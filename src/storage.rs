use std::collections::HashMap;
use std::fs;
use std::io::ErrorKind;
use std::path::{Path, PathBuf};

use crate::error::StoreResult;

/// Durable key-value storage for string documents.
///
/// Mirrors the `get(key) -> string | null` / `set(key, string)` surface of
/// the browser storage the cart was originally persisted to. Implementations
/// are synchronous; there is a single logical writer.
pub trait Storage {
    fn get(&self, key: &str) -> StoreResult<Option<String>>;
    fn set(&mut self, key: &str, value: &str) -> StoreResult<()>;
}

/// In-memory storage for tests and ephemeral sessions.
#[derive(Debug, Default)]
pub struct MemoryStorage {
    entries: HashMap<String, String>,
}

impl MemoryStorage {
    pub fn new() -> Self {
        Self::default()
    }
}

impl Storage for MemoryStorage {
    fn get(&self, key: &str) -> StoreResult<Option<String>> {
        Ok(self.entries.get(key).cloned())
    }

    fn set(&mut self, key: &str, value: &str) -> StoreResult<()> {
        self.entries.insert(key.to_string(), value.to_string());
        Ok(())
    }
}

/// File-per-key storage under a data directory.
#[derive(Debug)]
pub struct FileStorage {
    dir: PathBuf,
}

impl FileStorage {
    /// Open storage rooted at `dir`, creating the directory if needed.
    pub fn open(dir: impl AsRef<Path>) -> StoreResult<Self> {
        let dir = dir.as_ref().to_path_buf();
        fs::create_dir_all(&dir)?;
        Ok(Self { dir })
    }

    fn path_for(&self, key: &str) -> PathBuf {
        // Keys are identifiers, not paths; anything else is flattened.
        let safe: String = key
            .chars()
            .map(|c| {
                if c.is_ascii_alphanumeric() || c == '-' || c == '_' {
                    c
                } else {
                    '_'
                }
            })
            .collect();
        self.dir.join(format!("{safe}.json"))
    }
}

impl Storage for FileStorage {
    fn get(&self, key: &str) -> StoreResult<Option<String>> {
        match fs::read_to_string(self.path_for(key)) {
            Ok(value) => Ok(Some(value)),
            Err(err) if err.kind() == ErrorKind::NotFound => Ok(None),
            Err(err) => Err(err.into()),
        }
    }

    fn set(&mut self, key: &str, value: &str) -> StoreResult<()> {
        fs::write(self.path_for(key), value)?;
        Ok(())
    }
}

------------------------------------------------------------

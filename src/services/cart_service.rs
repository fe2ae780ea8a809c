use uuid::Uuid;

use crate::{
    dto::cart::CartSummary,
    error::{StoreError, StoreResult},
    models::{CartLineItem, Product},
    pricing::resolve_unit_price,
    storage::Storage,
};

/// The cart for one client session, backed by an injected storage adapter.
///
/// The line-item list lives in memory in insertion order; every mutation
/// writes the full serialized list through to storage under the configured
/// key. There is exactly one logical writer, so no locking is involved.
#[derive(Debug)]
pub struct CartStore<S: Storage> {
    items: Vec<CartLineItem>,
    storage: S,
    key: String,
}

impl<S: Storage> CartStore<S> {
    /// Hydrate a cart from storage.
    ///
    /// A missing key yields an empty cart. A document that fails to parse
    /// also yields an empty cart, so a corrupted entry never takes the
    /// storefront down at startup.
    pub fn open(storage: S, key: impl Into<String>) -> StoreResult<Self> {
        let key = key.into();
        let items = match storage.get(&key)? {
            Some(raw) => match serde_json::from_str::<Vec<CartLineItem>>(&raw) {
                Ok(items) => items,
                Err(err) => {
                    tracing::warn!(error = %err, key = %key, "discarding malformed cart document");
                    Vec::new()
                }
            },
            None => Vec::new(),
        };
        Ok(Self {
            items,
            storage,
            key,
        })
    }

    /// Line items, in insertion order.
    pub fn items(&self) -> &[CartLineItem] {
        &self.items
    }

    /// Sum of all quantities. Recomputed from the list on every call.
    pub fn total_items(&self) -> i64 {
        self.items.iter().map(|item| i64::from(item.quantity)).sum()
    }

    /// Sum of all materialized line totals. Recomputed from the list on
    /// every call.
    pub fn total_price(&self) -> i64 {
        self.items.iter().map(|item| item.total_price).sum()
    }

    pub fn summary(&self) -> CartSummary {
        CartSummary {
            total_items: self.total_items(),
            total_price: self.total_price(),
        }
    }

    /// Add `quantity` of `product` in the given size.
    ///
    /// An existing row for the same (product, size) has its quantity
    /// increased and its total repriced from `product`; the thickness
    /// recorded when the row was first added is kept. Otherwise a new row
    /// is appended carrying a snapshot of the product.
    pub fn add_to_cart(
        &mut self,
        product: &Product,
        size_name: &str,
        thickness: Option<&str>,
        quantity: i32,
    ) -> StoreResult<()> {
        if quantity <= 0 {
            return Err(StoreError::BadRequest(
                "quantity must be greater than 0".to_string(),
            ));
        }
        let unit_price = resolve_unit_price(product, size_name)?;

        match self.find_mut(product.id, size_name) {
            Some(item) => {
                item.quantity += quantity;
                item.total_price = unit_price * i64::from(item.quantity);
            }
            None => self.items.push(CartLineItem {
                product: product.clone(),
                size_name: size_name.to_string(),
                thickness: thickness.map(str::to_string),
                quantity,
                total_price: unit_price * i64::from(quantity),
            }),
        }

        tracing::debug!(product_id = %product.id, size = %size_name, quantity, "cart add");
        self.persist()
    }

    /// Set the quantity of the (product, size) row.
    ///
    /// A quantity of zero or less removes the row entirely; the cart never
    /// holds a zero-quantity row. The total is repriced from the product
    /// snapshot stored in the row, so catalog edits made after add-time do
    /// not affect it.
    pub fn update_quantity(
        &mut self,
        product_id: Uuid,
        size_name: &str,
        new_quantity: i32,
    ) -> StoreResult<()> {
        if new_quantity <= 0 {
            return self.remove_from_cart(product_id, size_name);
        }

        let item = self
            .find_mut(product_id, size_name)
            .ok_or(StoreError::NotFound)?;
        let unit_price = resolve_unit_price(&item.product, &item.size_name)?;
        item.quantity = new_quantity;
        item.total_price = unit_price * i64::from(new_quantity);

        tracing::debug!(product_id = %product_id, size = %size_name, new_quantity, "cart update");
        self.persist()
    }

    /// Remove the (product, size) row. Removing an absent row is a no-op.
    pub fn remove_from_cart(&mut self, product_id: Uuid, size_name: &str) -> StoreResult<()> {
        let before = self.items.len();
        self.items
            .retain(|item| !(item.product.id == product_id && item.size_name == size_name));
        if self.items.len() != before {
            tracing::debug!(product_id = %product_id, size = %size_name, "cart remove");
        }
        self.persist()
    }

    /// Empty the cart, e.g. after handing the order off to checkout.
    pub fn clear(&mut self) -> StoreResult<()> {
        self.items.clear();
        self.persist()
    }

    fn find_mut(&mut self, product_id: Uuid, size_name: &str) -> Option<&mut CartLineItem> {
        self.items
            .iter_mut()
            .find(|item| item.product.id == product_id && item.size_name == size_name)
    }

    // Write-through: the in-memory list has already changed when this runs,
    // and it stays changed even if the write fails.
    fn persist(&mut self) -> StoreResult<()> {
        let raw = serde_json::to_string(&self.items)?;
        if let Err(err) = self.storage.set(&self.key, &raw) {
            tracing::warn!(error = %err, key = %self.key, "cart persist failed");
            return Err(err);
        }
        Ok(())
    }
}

------------------------------------------------------------

# PROBLEM DETAILS
The lines of the records that contain the string "snapshot" should be located and copied.

# SOLUTION TO THIS PROBLEM
    /// is appended carrying a snapshot of the product.
    /// snapshot stored in the row, so catalog edits made after add-time do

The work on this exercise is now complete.